Solving the encode problem on stdout
---
The best solution I know for solving the encode problem of `print`'ing unicode strings and beyond-ascii `str`'s (e.g. from literals) on sys.stdout is: to take care of a sys.stdout (file-like object) which is capable and optionally tolerant regarding the needs:
- When `sys.stdout.encoding` is `None` for some reason, or non-existing, or erroneously false or "less" than what the stdout terminal or stream really is capable of, then try to provide a correct `.encoding` attribute. At last by replacing `sys.stdout & sys.stderr` by a translating file-like object.
- When the terminal / stream still cannot encode all occurring unicode chars, and when you don't want to break `print`'s just because of that, you can introduce an encode-with-replace behavior in the translating file-like object.
Here an example:
#!/usr/bin/env python
# encoding: utf-8
import sys
class SmartStdout:
def __init__(self, encoding=None, org_stdout=None):
if org_stdout is None:
org_stdout = getattr(sys.stdout, 'org_stdout', sys.stdout)
self.org_stdout = org_stdout
self.encoding = encoding or \
getattr(org_stdout, 'encoding', None) or 'utf-8'
def write(self, s):
self.org_stdout.write(s.encode(self.encoding, 'backslashreplace'))
def __getattr__(self, name):
return getattr(self.org_stdout, name)
if __name__ == '__main__':
if sys.stdout.isatty():
sys.stdout = sys.stderr = SmartStdout()
us = u'aouäöüфżß²'
print us
sys.stdout.flush()
Using beyond-ascii plain string literals in Python 2 / 2 + 3 code
---
The only good reason to change the global default encoding (to UTF-8 only) I think is regarding an application **source code** decision - and not because of I/O stream encodings issues: For writing beyond-ascii string literals into code without being forced to always use `u'string'` style unicode escaping. This can be done rather consistently (despite what *anonbadger*'s article says) by taking care of a Python 2 or Python 2 + 3 source code basis which uses ascii or UTF-8 plain string literals consistently - as far as those strings potentially undergo silent unicode conversion and move between modules or potentially go to stdout. For that, prefer "`# encoding: utf-8`" or ascii (no declaration). Change or drop libraries which still rely in a very dumb way fatally on ascii default encoding errors beyond chr #127 (which is rare today).

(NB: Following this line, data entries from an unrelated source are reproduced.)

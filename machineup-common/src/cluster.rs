//! Default cascade and node expansion for cluster provisioning.

use crate::descriptor::{Defaults, Machine};
use crate::tags;

/// Fill every unset machine-level field from the cluster defaults and
/// propagate default tags down to the instance and each volume. Existing
/// values always win; applying the same defaults twice is a no-op.
pub fn apply_defaults(machine: &mut Machine, defaults: &Defaults) {
    let instance = &mut machine.instance;
    if instance.image_id.is_empty() {
        instance.image_id = defaults.image_id.clone();
    }
    if instance.region.is_empty() {
        instance.region = defaults.region.clone();
    }
    if instance.key_name.is_empty() {
        instance.key_name = defaults.key_name.clone();
    }
    if instance.security_groups.is_empty() {
        instance.security_groups = defaults.security_groups.clone();
    }
    if instance.subnet_id.is_empty() {
        instance.subnet_id = defaults.subnet_id.clone();
    }
    if instance.availability_zone.is_empty() {
        instance.availability_zone = defaults.availability_zone.clone();
    }
    tags::inherit(&mut instance.tags, &defaults.tags);
    for volume in &mut machine.volumes {
        tags::inherit(&mut volume.tags, &defaults.tags);
    }
}

/// Clone the template for node `node`, appending `-<node>` to the instance
/// name and to every volume name. The template itself is never mutated.
pub fn expand_node(template: &Machine, node: u32) -> Machine {
    let mut machine = template.clone();
    machine.instance.name = format!("{}-{}", machine.instance.name, node);
    for volume in &mut machine.volumes {
        volume.name = format!("{}-{}", volume.name, node);
    }
    machine
}

#[cfg(test)]
mod tests {
    use super::*;
    use crate::descriptor::{Instance, Volume};
    use crate::tags::Tag;

    fn template() -> Machine {
        Machine {
            instance: Instance {
                name: "db".into(),
                instance_type: "m4.large".into(),
                key_name: "db-key".into(),
                tags: vec![Tag::new("Role", "database")],
                ..Instance::default()
            },
            volumes: vec![Volume {
                name: "db-data".into(),
                device: "/dev/xvdf".into(),
                ..Volume::default()
            }],
        }
    }

    fn defaults() -> Defaults {
        Defaults {
            image_id: "img-default".into(),
            region: "us-west-2".into(),
            key_name: "cluster-key".into(),
            security_groups: vec!["sg-1".into()],
            subnet_id: "subnet-1".into(),
            availability_zone: "us-west-2a".into(),
            tags: vec![Tag::new("env", "prod"), Tag::new("role", "ignored")],
        }
    }

    #[test]
    fn cascade_fills_only_unset_fields() {
        let mut machine = template();
        apply_defaults(&mut machine, &defaults());

        assert_eq!(machine.instance.image_id, "img-default");
        assert_eq!(machine.instance.region, "us-west-2");
        // Set in the template, must survive.
        assert_eq!(machine.instance.key_name, "db-key");
        assert_eq!(machine.instance.security_groups, vec!["sg-1".to_string()]);
        assert_eq!(machine.instance.availability_zone, "us-west-2a");
    }

    #[test]
    fn cascade_inherits_tags_without_overwriting() {
        let mut machine = template();
        apply_defaults(&mut machine, &defaults());

        // "role" clashes with the template's "Role" (case-insensitive).
        assert_eq!(
            machine.instance.tags,
            vec![Tag::new("Role", "database"), Tag::new("env", "prod")]
        );
        assert_eq!(
            machine.volumes[0].tags,
            vec![Tag::new("env", "prod"), Tag::new("role", "ignored")]
        );
    }

    #[test]
    fn cascade_is_idempotent() {
        let mut machine = template();
        apply_defaults(&mut machine, &defaults());
        let once = format!("{machine:?}");
        apply_defaults(&mut machine, &defaults());
        assert_eq!(format!("{machine:?}"), once);
    }

    #[test]
    fn expansion_suffixes_names_and_keeps_template() {
        let template = template();
        let nodes: Vec<Machine> = (1..=3).map(|i| expand_node(&template, i)).collect();

        assert_eq!(nodes.len(), 3);
        assert_eq!(nodes[0].instance.name, "db-1");
        assert_eq!(nodes[1].instance.name, "db-2");
        assert_eq!(nodes[2].instance.name, "db-3");
        assert_eq!(nodes[2].volumes[0].name, "db-data-3");

        assert_eq!(template.instance.name, "db");
        assert_eq!(template.volumes[0].name, "db-data");
    }
}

And do like this at application start (and/or via sitecustomize.py) in addition to the `SmartStdout` scheme above - without using `reload(sys)`:
...
def set_defaultencoding_globally(encoding='utf-8'):
assert sys.getdefaultencoding() in ('ascii', 'mbcs', encoding)
import imp
_sys_org = imp.load_dynamic('_sys_org', 'sys')

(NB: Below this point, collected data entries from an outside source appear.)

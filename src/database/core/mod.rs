//! Core database infrastructure
//!
//! This module provides the foundational database components the migration engine runs on:
//! - `DatabaseHandle`: the capability set the manager needs from a connection
//! - `DatabaseConn`: Core SQLite connection wrapper with configuration
//! - `TrackingTable`: bookkeeping of applied migrations

mod connection;
mod handle;
mod tracking;

pub use connection::{quote_ident, DatabaseConn, DEFAULT_BUSY_TIMEOUT};
pub use handle::DatabaseHandle;
pub use tracking::{MigrationRecord, TrackingTable, DEFAULT_TRACKING_TABLE};
//! Migration engine
//!
//! - **definition**: `Migration`, its identity and the statement runner transforms use
//! - **ddl**: builders translating schema intents into forward and reverse SQL
//! - **plan**: ordered lists with sequential identities
//! - **manager**: applies and reverts migrations against a database, one transaction each
//! - **source**: loads raw-SQL migrations from a directory
//!
//! # Usage
//!
//! ```rust,ignore
//! use stepwise::database::DatabaseConn;
//! use stepwise::migration::{ddl, MigrateFlags, MigrationManager, MigrationPlan};
//!
//! let migrations = MigrationPlan::new()
//!     .push(ddl::create_table("users", "id"))
//!     .push(ddl::add_column("email", "TEXT", "users"))
//!     .build();
//!
//! let mut manager = MigrationManager::new(DatabaseConn::open_path("app.sqlite3")?);
//! let report = manager.migrate(&migrations, MigrateFlags::empty())?;
//! assert!(report.is_clean());
//!
//! // undo the email column
//! manager.rollback(&migrations, 1, MigrateFlags::empty())?;
//! ```

pub mod ddl;
mod definition;
mod manager;
mod plan;
pub mod source;

pub use ddl::DdlOperation;
pub use definition::{
    Migration, MigrationId, StatementFailure, StatementRunner, Transform, TransformReport,
};
pub use manager::{
    FailedMigration, ManagerOptions, MigrateFlags, MigrateReport, MigrationManager,
    MigrationState, MigrationStatus, RollbackReport,
};
pub use plan::MigrationPlan;
pub use source::load_directory;
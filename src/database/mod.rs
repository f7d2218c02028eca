//! Database module
//!
//! This module holds the database side of the migration engine:
//!
//! ```text
//! database/
//! └── core/           # Foundation
//!     ├── connection  # SQLite DatabaseConn wrapper
//!     ├── handle      # DatabaseHandle capability trait
//!     └── tracking    # Tracking table of applied migrations
//! ```
//!
//! The migration manager is generic over [`DatabaseHandle`], which is
//! implemented for [`DatabaseConn`] and for a bare `rusqlite::Connection`.

pub mod core;

pub use core::{
    quote_ident, DatabaseConn, DatabaseHandle, MigrationRecord, TrackingTable,
    DEFAULT_BUSY_TIMEOUT, DEFAULT_TRACKING_TABLE,
};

_sys_org.setdefaultencoding(encoding)
if __name__ == '__main__':
sys.stdout = sys.stderr = SmartStdout()
set_defaultencoding_globally('utf-8')
s = 'aouäöüфżß²'
print s
This way string literals and most operations (except character iteration) work comfortable without thinking about unicode conversion as if there would be Python3 only.
File I/O of course always need special care regarding encodings - as it is in Python3.
Note: plains strings then are implicitely converted from utf-8 to unicode in `SmartStdout` before being converted to the output stream enconding.